The composition of natural gas as it is recovered from natural deposits, i.e., at the wellhead, can vary considerably with respect to both organic and inorganic constituents. In addition to the principal constituent, methane, which commonly comprises about 90 volume percent, natural gas can contain ethane, propane, butane and higher hydrocarbons as well as nitrogen, carbon dioxide, hydrogen sulfide, and water. Those natural gas compositions containing condensable hydrocarbons such as propane, butane and pentane are referred to in the industry as wet gas, as distinguished from lean gas in which condensable hydrocarbons are not present, and dry gas in which the water content has been appreciably reduced. Sour gas contains H.sub.2 S and other sulfur compounds above specification limits. Mercury is present as an impurity in most natural gas streams and can be present in amounts as low as 0.02 .mu.g/Nm.sup.3 (micrograms per normal cubic meter) and as high as 300 .mu.g/Nm.sup.3. In the main the mercury impurity is in the form of elemental mercury, but in at least some instances mercury compounds, including organic mercury compounds, are also present. Although permissible levels of mercury impurity vary considerably depending upon the ultimate intended use of the purified product, a mercury concentration greater than about 0.01 .mu.g/Nm.sup.3 is considered undesirable, particularly in those instances in which the natural gas is to be liquefied by cryogenic processing.

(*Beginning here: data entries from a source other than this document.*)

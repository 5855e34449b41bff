//! Error types for the nvmsim cost simulator.
//!
//! All public APIs return `SimResult<T>`. No panics in library code, except
//! for the entry-count invariant checks of the adaptive-merging decorators.

use thiserror::Error;

/// Unified error type for all simulator operations.
#[derive(Debug, Error)]
pub enum SimError {
    /// Invalid construction parameters (partition geometry, device spec, LAM tuning)
    #[error("invalid configuration: {0}")]
    InvalidConfig(String),

    /// Invalid argument passed to an operation
    #[error("invalid argument: {message}\nContext: {context}")]
    InvalidArgument { message: String, context: String },

    /// Operation not supported by this index
    #[error("unsupported operation: {0}")]
    Unsupported(String),

    /// Standard I/O error (configuration files)
    #[error("io error: {source}")]
    Io {
        #[from]
        source: std::io::Error,
    },

    /// Serialization/deserialization error
    #[error("serialization error: {0}")]
    Serialization(String),
}

impl SimError {
    pub(crate) fn invalid_argument(message: impl Into<String>, context: impl Into<String>) -> Self {
        SimError::InvalidArgument {
            message: message.into(),
            context: context.into(),
        }
    }
}

/// Result type alias for all simulator operations.
pub type SimResult<T> = Result<T, SimError>;

impl From<serde_json::Error> for SimError {
    fn from(err: serde_json::Error) -> Self {
        SimError::Serialization(err.to_string())
    }
}

#[cfg(test)]
mod tests {
    use super::*;

    #[test]
    fn error_display_invalid_config() {
        let err = SimError::InvalidConfig("partition smaller than one record".to_string());
        assert_eq!(
            err.to_string(),
            "invalid configuration: partition smaller than one record"
        );
    }

    #[test]
    fn error_display_invalid_argument() {
        let err = SimError::invalid_argument("selectivity 1.5 outside [0, 1]", "find_point_entries");
        assert!(err.to_string().contains("invalid argument"));
        assert!(err.to_string().contains("1.5"));
        assert!(err.to_string().contains("find_point_entries"));
    }

    #[test]
    fn error_display_unsupported() {
        let err = SimError::Unsupported("bulkload on AdaptiveMerging".to_string());
        assert_eq!(
            err.to_string(),
            "unsupported operation: bulkload on AdaptiveMerging"
        );
    }

    #[test]
    fn serde_json_error_converts() {
        let parse: Result<u32, _> = serde_json::from_str("not json");
        let err: SimError = parse.unwrap_err().into();
        assert!(matches!(err, SimError::Serialization(_)));
    }

    #[test]
    fn sim_result_err() {
        let result: SimResult<f64> = Err(SimError::Unsupported("x".to_string()));
        assert!(result.is_err());
    }
}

In treating natural gas to achieve compliance with pipeline or use specifications, water is generally removed by absorption in hygroscopic liquids or adsorption on desiccants such as zeolitic molecular sieves. The acidic gases such as H.sub.2 S and CO.sub.2 can also be removed by adsorption on solid adsorbents or by means of regenerable chemical solvents which selectively react with these impurities to form complexes. The liquid hydrocarbon constituents of wet natural gas streams are usually recovered, at least in part, by pressure and/or temperature reduction to cause condensation of the less volatile species. The purification processes for removing mercury impurities are largely adsorption procedures, and in these perhaps the most common type of adsorbent is an activated carbon having supported thereon a mercury reactive material such as potassium iodide, sulfur, sulfuric acid, chlorine, silver, copper or various salts of silver or copper. Other supports for the mercury reactive materials include silicas, aluminas, silica-aluminas and zeolitic aluminosilicates. Ion-exchange resins, particularly the strongly basic anion-exchange types which have been reacted with a polysulfide, have also been reported as useful mercury adsorbents. See U.S. Pat. No. 4,591,490 (Horton) in this latter regard. The disclosure of U.S. Pat No. 4,500,327 (Nishino) and U.S. Pat. No. 4,196,173 (de Jong et al.) are pertinent to the use of activated carbon supports. The disclosure of U.S. Pat. No. 4,983,277 (Audeh et al.) and U.S. Pat. No. 4,986,898 Torihata et al.) relate to the use of alumina supports. The disclosure of U.S. Pat. No. 4,874,525 (Markovs) relates to the use of zeolite adsorbents for mercury removal.
It is also known that the effluent gas streams from many natural gas wells with relatively high flow rates contain entrained particles of mineral species derived from the sedimentary rock formations in which the natural gas deposits are formed. It is the usual practice to permit such particles to become disentrained by the force of gravity as the space velocity of the emerging gas stream is lowered by passage through a large expansion chamber located between the wellhead and the downstream treating facilities. In the case of wet gas streams, the solid mineral particles are conveniently accumulated in the slug catcher, designed to remove slugs of liquid hydrocarbons which condense out of the gas stream after it leaves the well, and periodically removed therefrom for disposal.